Ci sono nuovi cartelloni pubblicitari, nel centro storico dell’Aquila. Coprono i pochi palazzi dove sono iniziati i lavori e annunciano che «L’Aquila Rinasce ». Ma ci sono cartelloni che, come a palazzo Pica Alfieri, coprono soltanto palazzi puntellati (in questo caso con una spesa di almeno 200.000 euro) e abbandonati. Palazzo Carli, sede del rettorato — al centro dell’ultima inchiesta che ha portato ai quattro arresti — è stato «messo in sicurezza» con una spesa di 1,6 milioni ma i muri sembrano gonfiarsi come un panettone al forno. «Siamo davvero — dice Eugenio Carlomagno, presidente del consorzio San Pietro — in un momento critico. Con i 250 milioni dei puntellamenti avremmo potuto ricostruire un quinto del centro storico. Ma per troppo tempo le regole sono state vaghe o inesistenti. Nel mio consorzio, con 36 nuclei, stiamo abbattendo tutto per ricostruire di nuovo. Spenderemo 8,8 milioni. Abbattendo solo le case più disastrate e riparando le altre, si sarebbero spesi più di 12 milioni. Certo, servono onestà e tanta oculatezza. Ci sono responsabili di consorzio che erano amministratori di condominio. Avevano bilanci di 15 o 20mila euro all’anno e ora si trovano a trattare milioni. La notizia degli arresti fa danni gravissimi. Ma una banda di ladri non può rovinare una città già allo stremo. Se ne sono andate via 18.000 persone su 60.000. Gli studenti erano 30.000 e ora sono 18.000».
SENZA CIMITERO
Nelle new town ci sono 11.894 persone, nei map 2.474, i contributi per sistemazione autonoma sono 4.705. La città schiaffeggiata dai truffatori vuole reagire. «Le truffe e la corruzione — dice Giustino Parisse, il giornalista de Il Centro che nella sua Onna ha perso i due figli e il padre — sono offese gravissime, anche perché, fuori dall’Aquila, ci indicano al disprezzo di tutti.

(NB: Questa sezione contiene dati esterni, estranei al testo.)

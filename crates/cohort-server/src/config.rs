use std::net::SocketAddr;
use std::path::Path;

use cohort_orchestrator::PipelineConfig;
use cohort_types::{GpPractice, ReferenceData};
use serde::{Deserialize, Serialize};

use crate::error::{ServerError, ServerResult};

/// Server configuration, loadable from TOML.
///
/// ```toml
/// bind_addr = "0.0.0.0:8080"
/// gp_practices = ["Q12345"]
///
/// [pipeline]
/// max_concurrent_records = 64
/// ```
#[derive(Clone, Debug, PartialEq, Eq, Serialize, Deserialize)]
#[serde(default)]
pub struct ServerConfig {
    pub bind_addr: SocketAddr,
    /// Start from the standard test practices.
    pub seed_reference: bool,
    /// Extra practice codes registered at startup.
    pub gp_practices: Vec<String>,
    /// Answer cross-origin requests from any origin.
    pub permissive_cors: bool,
    pub pipeline: PipelineConfig,
}

impl Default for ServerConfig {
    fn default() -> Self {
        Self {
            bind_addr: SocketAddr::from(([127, 0, 0, 1], 8080)),
            seed_reference: true,
            gp_practices: Vec::new(),
            permissive_cors: false,
            pipeline: PipelineConfig::default(),
        }
    }
}

impl ServerConfig {
    pub fn from_toml_str(text: &str) -> ServerResult<Self> {
        let config: Self =
            toml::from_str(text).map_err(|e| ServerError::Config(e.to_string()))?;
        config
            .pipeline
            .check()
            .map_err(|e| ServerError::Config(e.to_string()))?;
        Ok(config)
    }

    pub fn load(path: impl AsRef<Path>) -> ServerResult<Self> {
        Self::from_toml_str(&std::fs::read_to_string(path.as_ref())?)
    }

    /// Reference data the service starts with.
    pub fn reference(&self) -> ReferenceData {
        let mut reference = if self.seed_reference {
            ReferenceData::seeded()
        } else {
            ReferenceData::new()
        };
        reference.extend(self.gp_practices.iter().map(GpPractice::new));
        reference
    }
}

#[cfg(test)]
mod tests {
    use super::*;

    #[test]
    fn default_config() {
        let c = ServerConfig::default();
        assert_eq!(c.bind_addr, "127.0.0.1:8080".parse::<SocketAddr>().unwrap());
        assert!(c.seed_reference);
        assert!(!c.permissive_cors);
        assert!(c.reference().has_practice("GP001"));
    }

    #[test]
    fn toml_overrides() {
        let c = ServerConfig::from_toml_str(
            r#"
            bind_addr = "0.0.0.0:9000"
            seed_reference = false
            gp_practices = ["Q12345"]

            [pipeline]
            max_concurrent_records = 4
            "#,
        )
        .unwrap();
        assert_eq!(c.bind_addr.port(), 9000);
        assert_eq!(c.pipeline.max_concurrent_records, 4);
        let reference = c.reference();
        assert!(reference.has_practice("Q12345"));
        assert!(!reference.has_practice("GP001"));
    }

    #[test]
    fn invalid_pipeline_is_rejected() {
        assert!(matches!(
            ServerConfig::from_toml_str("[pipeline]\nmax_concurrent_records = 0"),
            Err(ServerError::Config(_))
        ));
        assert!(matches!(
            ServerConfig::from_toml_str("bind_addr = \"nowhere\""),
            Err(ServerError::Config(_))
        ));
    }

    #[test]
    fn load_reads_file() {
        let dir = tempfile::tempdir().unwrap();
        let path = dir.path().join("server.toml");
        std::fs::write(&path, "permissive_cors = true\n").unwrap();
        assert!(ServerConfig::load(&path).unwrap().permissive_cors);
    }
}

Dobbiamo trovare la forza di far sapere che non siamo tutti così. Non sono pochi quelli che hanno perso la memoria. Si sono dimenticati dei 309 morti. Non abbiamo nemmeno un luogo per piangerli, perché il cimitero monumentale non è stato restaurato. E invece bisogna pensare a loro, anche quando si ricostruisce, per costruire case sicure. Devi pensare ai morti quando chiedi i soldi, così chiedi il giusto. E all’aquilano che vuole fare cose illegali, do solo un consiglio: si fermi un minuto davanti alla Casa dello Studente. Un minuto soltanto».